The photoreduction of metal ions can realize the photochemical synthesis of metal nanoparticles [26,27]. In 2010, Mildred et al. [28] synthesized gold nanoparticles on single-walled carbon nanotubes by UV light irradiation. It is demonstrated that the oxidized groups on carbon nanotubes can provide sites for the nucleation and growth of metallic structures. In the same year, Moon et al. [29] reported the chemical-free growth of metal nanoparticles on graphene oxide sheets with light irradiation. It is demonstrated that the photoreduction technique of nanoparticles could be applied to carbon material substrates with oxygen-containing functional groups.
In this paper, we further improved Raman enhancement performances of carbon fiber cloths decorated with UV photo reduced silver nanoparticles (UV-AgNPs@CFC), and main studies are as follows. (1) The structures were characterized and their formation caused by irradiation time and AgNO3 concentration were analyzed in detail. (2) SERS properties were simultaneous measured using R6G and CV as standard analytes. Raman signals of low-concentration CV and thiram can be detected on the curved surface of an apple. (3) Finally, the experimental observations are further explained by numerical simulations based on the finite-difference time-domain (FDTD) software and COMSOL Multiphysics software. Furthermore, we replaced the hydrophilized CFC with TiO2 nanorods-modified carbon cloth (TiO2-CFC) to fabricate a reusable self-cleaning UV-AgNPs@TiO2-CFC substrate.
2. Experimental
2.1 Materials
Materials and equipment to fabricate the substrate and the equipment used to characterize substrate are shown in the Supplement 1. The excitation light wavelength of the Raman spectrometer is 532 nm, with laser power of 5 mW, an integration time of 10 s, and the microscope objective of 50×. LabSpec software is used to deal with the baseline of Raman spectroscopy data. In order to reduce the random error, each spectrum line is an averaged result.
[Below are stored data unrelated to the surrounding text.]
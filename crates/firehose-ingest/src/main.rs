//! Firehose streaming ingestion daemon.
//!
//! Holds a connection to the sampled stream endpoint, writes decoded records
//! to Parquet batch files, and optionally forwards each record to Kafka.
//!
//! # Usage
//!
//! ```bash
//! # Minimal: token from the environment, batches under ./data/stream
//! TWITTER_BEARER=... firehose-ingest
//!
//! # Custom output and batching
//! firehose-ingest --output-dir /srv/stream --max-batch-events 500 --max-batch-interval-secs 60
//!
//! # Forward to Kafka (requires the `kafka` feature)
//! KAFKA_BROKER=redpanda:9092 KAFKA_TOPIC=tweets firehose-ingest
//! ```
//!
//! # Graceful Shutdown
//!
//! The daemon handles SIGINT (Ctrl+C) and SIGTERM:
//! 1. Stops reading from the upstream connection
//! 2. Writes the pending batch, however small
//! 3. Drains the bus forwarder (bounded wait)
//! 4. Exits zero
//!
//! A missing bearer token is fatal and exits non-zero.

use anyhow::{Context, Result};
use clap::Parser;
use firehose_core::metrics::{init_metrics, set_gauge, start_metrics_server};
use firehose_ingest::{
    BatchWriterConfig, BusForwarder, Compression, FlushPolicy, ForwarderConfig,
    LifecycleController, NoopForwarder, ParquetBatchWriter, Pipeline, PipelineConfig,
    RetryPolicy, RunStats, StreamConfig, StreamSupervisor,
};
use std::path::PathBuf;
use std::time::Duration;
use tracing_subscriber::EnvFilter;

#[cfg(feature = "kafka")]
use firehose_ingest::{ChannelForwarder, KafkaConfig, KafkaPublisher};

/// Firehose streaming ingestion daemon.
#[derive(Parser, Debug)]
#[command(name = "firehose-ingest")]
#[command(about = "Stream ingestion daemon: upstream feed to Parquet batches")]
#[command(version)]
struct Args {
    /// Bearer token for the streaming endpoint
    #[arg(long, env = "TWITTER_BEARER", hide_env_values = true)]
    bearer_token: Option<String>,

    /// Streaming endpoint URL
    #[arg(
        long,
        env = "STREAM_URL",
        default_value = "https://api.x.com/2/tweets/sample/stream"
    )]
    stream_url: String,

    /// Tweet fields requested from the stream
    #[arg(
        long,
        env = "TWEET_FIELDS",
        default_value = "id,text,author_id,created_at,lang,public_metrics,possibly_sensitive,source"
    )]
    tweet_fields: String,

    /// User fields requested for expanded authors
    #[arg(
        long,
        env = "USER_FIELDS",
        default_value = "username,name,public_metrics,verified,created_at"
    )]
    user_fields: String,

    /// Expansions requested from the stream
    #[arg(long, default_value = "author_id")]
    expansions: String,

    /// Data root; batches go to <data-dir>/stream unless --output-dir is set
    #[arg(long, env = "DATA_DIR", default_value = "./data")]
    data_dir: PathBuf,

    /// Directory for Parquet batch files
    #[arg(long, short, env = "STREAM_DIR")]
    output_dir: Option<PathBuf>,

    /// Flush after this many events
    #[arg(long, default_value = "100", value_parser = clap::value_parser!(u64).range(1..=1_000_000))]
    max_batch_events: u64,

    /// Flush after this many seconds
    #[arg(long, default_value = "30", value_parser = clap::value_parser!(u64).range(1..))]
    max_batch_interval_secs: u64,

    /// Treat the connection as dead after this many silent seconds
    #[arg(long, default_value = "90", value_parser = clap::value_parser!(u64).range(1..))]
    read_timeout_secs: u64,

    /// Give up a connect cycle after retrying for this many seconds
    #[arg(long, default_value = "3600", value_parser = clap::value_parser!(u64).range(1..))]
    retry_budget_secs: u64,

    /// Parquet compression (none, snappy, lz4, zstd)
    #[arg(long, default_value = "snappy", value_parser = parse_compression)]
    compression: Compression,

    /// Kafka bootstrap brokers; forwarding is disabled when unset
    #[arg(long, env = "KAFKA_BROKER")]
    kafka_broker: Option<String>,

    /// Kafka topic
    #[arg(long, env = "KAFKA_TOPIC", default_value = "tweets")]
    kafka_topic: String,

    /// Records buffered for the bus forwarder
    #[arg(long, default_value = "10000", value_parser = clap::value_parser!(u64).range(1..=1_000_000))]
    bus_buffer: u64,

    /// Metrics HTTP server port (0 to disable)
    #[arg(long, env = "METRICS_PORT", default_value = "9090")]
    metrics_port: u16,
}

fn parse_compression(s: &str) -> std::result::Result<Compression, String> {
    Compression::parse(s).ok_or_else(|| format!("unknown compression '{}'", s))
}

#[tokio::main]
async fn main() -> Result<()> {
    // Initialize tracing
    tracing_subscriber::fmt()
        .with_env_filter(
            EnvFilter::from_default_env()
                .add_directive("info".parse()?)
                .add_directive("firehose_ingest=debug".parse()?),
        )
        .init();

    let args = Args::parse();

    tracing::info!("Firehose ingestion daemon starting...");

    // Initialize metrics
    if args.metrics_port > 0 {
        let metrics_handle = init_metrics();
        start_metrics_server(args.metrics_port, metrics_handle)
            .await
            .with_context(|| format!("Failed to start metrics server on port {}", args.metrics_port))?;
        set_gauge("ingest_running", 1.0);
    }

    // Set up graceful shutdown
    let controller = LifecycleController::new();
    let signal_controller = controller.clone();
    ctrlc::set_handler(move || {
        signal_controller.request_shutdown();
    })
    .context("Failed to set Ctrl+C handler")?;

    let output_dir = args
        .output_dir
        .clone()
        .unwrap_or_else(|| args.data_dir.join("stream"));

    tracing::info!("Configuration:");
    tracing::info!("  Stream: {}", args.stream_url);
    tracing::info!("  Output: {}", output_dir.display());
    tracing::info!(
        "  Batches: {} events / {}s",
        args.max_batch_events,
        args.max_batch_interval_secs
    );
    tracing::info!(
        "  Kafka: {}",
        args.kafka_broker.as_deref().unwrap_or("disabled")
    );

    let stream_config = StreamConfig {
        url: args.stream_url.clone(),
        bearer_token: args.bearer_token.clone(),
        tweet_fields: args.tweet_fields.clone(),
        user_fields: args.user_fields.clone(),
        expansions: args.expansions.clone(),
        read_timeout: Duration::from_secs(args.read_timeout_secs),
        ..Default::default()
    };
    let retry = RetryPolicy {
        max_elapsed: Some(Duration::from_secs(args.retry_budget_secs)),
        ..Default::default()
    };
    let supervisor =
        StreamSupervisor::new(stream_config, retry).context("Failed to build HTTP client")?;

    let writer = ParquetBatchWriter::new(BatchWriterConfig {
        output_dir: output_dir.clone(),
        compression: args.compression,
        ..Default::default()
    })
    .with_context(|| format!("Failed to create output directory {}", output_dir.display()))?;

    let pipeline_config = PipelineConfig {
        flush: FlushPolicy {
            max_events: usize::try_from(args.max_batch_events)?,
            max_interval: Duration::from_secs(args.max_batch_interval_secs),
        },
        ..Default::default()
    };
    let forwarder_config = ForwarderConfig {
        capacity: usize::try_from(args.bus_buffer)?,
        ..Default::default()
    };

    // The bus forwarder is chosen once here; the loop only sees the trait.
    let result = match args.kafka_broker.as_deref() {
        #[cfg(feature = "kafka")]
        Some(broker) => {
            let kafka_config = KafkaConfig {
                brokers: broker.to_string(),
                topic: args.kafka_topic.clone(),
                ..Default::default()
            };
            match KafkaPublisher::new(kafka_config) {
                Ok(publisher) => {
                    let forwarder = ChannelForwarder::spawn(publisher, forwarder_config);
                    run(&controller, supervisor, writer, forwarder, pipeline_config).await
                }
                Err(e) => {
                    tracing::warn!("Kafka forwarding disabled: {}", e);
                    run(&controller, supervisor, writer, NoopForwarder, pipeline_config).await
                }
            }
        }
        #[cfg(not(feature = "kafka"))]
        Some(broker) => {
            tracing::warn!(
                "Kafka broker {} (topic {}, buffer {}) configured but this build lacks the `kafka` feature; forwarding disabled",
                broker,
                args.kafka_topic,
                forwarder_config.capacity
            );
            run(&controller, supervisor, writer, NoopForwarder, pipeline_config).await
        }
        None => run(&controller, supervisor, writer, NoopForwarder, pipeline_config).await,
    };

    set_gauge("ingest_running", 0.0);

    let stats = result.context("Ingestion stopped")?;
    print_summary(&stats);

    Ok(())
}

async fn run<F: BusForwarder>(
    controller: &LifecycleController,
    supervisor: StreamSupervisor,
    writer: ParquetBatchWriter,
    forwarder: F,
    config: PipelineConfig,
) -> firehose_ingest::Result<RunStats> {
    let bus = if forwarder.is_active() { "enabled" } else { "disabled" };
    tracing::info!("Bus forwarding {}", bus);
    controller
        .run(Pipeline::new(supervisor, writer, forwarder, config))
        .await
}

fn print_summary(stats: &RunStats) {
    tracing::info!("═══════════════════════════════════════════════════════");
    tracing::info!("SHUTDOWN COMPLETE");
    tracing::info!("═══════════════════════════════════════════════════════");
    tracing::info!("Lines read:           {}", stats.lines_read);
    tracing::info!("Lines skipped:        {}", stats.lines_skipped);
    tracing::info!("Events received:      {}", stats.events_received);
    tracing::info!("Batches written:      {}", stats.batches_written);
    tracing::info!("Events written:       {}", stats.events_written);
    tracing::info!("Write failures:       {}", stats.write_failures);
    tracing::info!("Events dropped:       {}", stats.events_dropped);
    tracing::info!("Connect restarts:     {}", stats.restarts);
    tracing::info!(
        "Bus:                  {} forwarded, {} failed, {} dropped, {} abandoned",
        stats.bus.forwarded,
        stats.bus.failed,
        stats.bus.dropped,
        stats.bus.abandoned
    );
}

#[cfg(test)]
mod tests {
    use super::*;

    #[test]
    fn test_defaults_parse() {
        let args = Args::try_parse_from(["firehose-ingest"]).unwrap();
        assert_eq!(args.max_batch_events, 100);
        assert_eq!(args.max_batch_interval_secs, 30);
        assert_eq!(args.read_timeout_secs, 90);
        assert_eq!(args.bus_buffer, 10_000);
    }

    #[test]
    fn test_zero_and_oversized_limits_are_rejected() {
        for flag in [
            "--max-batch-events",
            "--max-batch-interval-secs",
            "--read-timeout-secs",
            "--retry-budget-secs",
            "--bus-buffer",
        ] {
            assert!(Args::try_parse_from(["firehose-ingest", flag, "0"]).is_err(), "{}", flag);
        }

        assert!(
            Args::try_parse_from(["firehose-ingest", "--max-batch-events", "18446744073709551615"])
                .is_err()
        );
        assert!(Args::try_parse_from(["firehose-ingest", "--bus-buffer", "1000001"]).is_err());
    }
}
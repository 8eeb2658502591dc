//! Upstream connection state, shared between the supervisor and observers.

use std::fmt;
use std::sync::Arc;
use std::sync::atomic::{AtomicU8, Ordering};

/// Where the upstream session currently stands.
#[derive(Debug, Clone, Copy, PartialEq, Eq)]
#[repr(u8)]
pub enum ConnectionState {
    Disconnected = 0,
    Connecting = 1,
    Streaming = 2,
    Backoff = 3,
}

impl ConnectionState {
    fn from_u8(value: u8) -> Self {
        match value {
            1 => Self::Connecting,
            2 => Self::Streaming,
            3 => Self::Backoff,
            _ => Self::Disconnected,
        }
    }

    pub fn as_str(self) -> &'static str {
        match self {
            Self::Disconnected => "disconnected",
            Self::Connecting => "connecting",
            Self::Streaming => "streaming",
            Self::Backoff => "backoff",
        }
    }
}

impl fmt::Display for ConnectionState {
    fn fmt(&self, f: &mut fmt::Formatter<'_>) -> fmt::Result {
        f.write_str(self.as_str())
    }
}

/// Cloneable handle to the current [`ConnectionState`].
///
/// Written only by the connection owner; read from anywhere.
#[derive(Debug, Clone)]
pub struct SharedConnectionState {
    inner: Arc<AtomicU8>,
}

impl Default for SharedConnectionState {
    fn default() -> Self {
        Self::new()
    }
}

impl SharedConnectionState {
    pub fn new() -> Self {
        Self {
            inner: Arc::new(AtomicU8::new(ConnectionState::Disconnected as u8)),
        }
    }

    pub fn get(&self) -> ConnectionState {
        ConnectionState::from_u8(self.inner.load(Ordering::Acquire))
    }

    /// Record a transition. Returns the previous state.
    pub fn set(&self, state: ConnectionState) -> ConnectionState {
        let previous = ConnectionState::from_u8(self.inner.swap(state as u8, Ordering::AcqRel));
        if previous != state {
            tracing::debug!("Connection state: {} -> {}", previous, state);
            metrics::gauge!("stream_connection_state").set(f64::from(state as u8));
        }
        previous
    }
}

#[cfg(test)]
mod tests {
    use super::*;

    #[test]
    fn test_starts_disconnected() {
        assert_eq!(SharedConnectionState::new().get(), ConnectionState::Disconnected);
    }

    #[test]
    fn test_set_returns_previous() {
        let state = SharedConnectionState::new();
        assert_eq!(state.set(ConnectionState::Connecting), ConnectionState::Disconnected);
        assert_eq!(state.set(ConnectionState::Streaming), ConnectionState::Connecting);
        assert_eq!(state.get(), ConnectionState::Streaming);
    }

    #[test]
    fn test_clones_share_state() {
        let state = SharedConnectionState::new();
        let observer = state.clone();
        state.set(ConnectionState::Backoff);
        assert_eq!(observer.get(), ConnectionState::Backoff);
    }

    #[test]
    fn test_round_trip_all_states() {
        for s in [
            ConnectionState::Disconnected,
            ConnectionState::Connecting,
            ConnectionState::Streaming,
            ConnectionState::Backoff,
        ] {
            assert_eq!(ConnectionState::from_u8(s as u8), s);
        }
    }
}
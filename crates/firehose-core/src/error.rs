//! Error types shared by the firehose crates.

use thiserror::Error;

/// Result type alias using the crate's error type.
pub type Result<T> = std::result::Result<T, Error>;

/// Errors that can occur while handling stream records.
#[derive(Error, Debug)]
pub enum Error {
    /// JSON parsing or encoding error.
    #[error("JSON error: {0}")]
    Json(#[from] serde_json::Error),

    /// A record parsed as JSON but does not have the expected structure.
    #[error("invalid record: {0}")]
    InvalidRecord(String),

    /// I/O error.
    #[error("I/O error: {0}")]
    Io(#[from] std::io::Error),
}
2.2 Fabrication of UV-AgNPs@CFC
The structure and fabrication steps of UV-AgNPs@CFC substrate are shown in Fig. 1. First step (Fig. 1(a)): Use an ultrasonic cleaner to clean the carbon fiber cloth. Orderly use acetone, absolute ethanol, and deionized (DI) water sequentially as cleaning agents for the CFC for half an hour, respectively. Then use a nitrogen gun to remove impurities on the surface of the CFC.
Fig. 1. Schematic diagram of photochemical modification of CFC with AgNPs: (a) ultrasonically cleaning for the CFC; (b) hydrophilic oxidation treatment for CFC; (c) UV irradiation for the hydrophilized CFC; (d) rinse and clean the prepared SERS substrate.
Second step (Fig. 1(b)): The cleaned CFC was put into an oxidizing hydrophilic agent (made by mixing concentrated sulfuric acid and nitric acid in a volume ratio of 1:1), and boiled in a constant temperature water bath for 1 hour. Then the CFC was washed with deionized water to be neutrality. Finally, hydrophilized CFC was placed in a vacuum drying oven at 120°C for 16 hours.
Third step (Fig. 1(c)): The hydrophilized carbon fiber cloth was immersed in a glass petri dish filled with AgNO3 solution. After that, the petri dish was placed on the rotating sample platform of the KW-4AC UV curer. Then turn on the light source to fabricate UV-AgNPs@CFC SERS substrate with the ultraviolet irradiation.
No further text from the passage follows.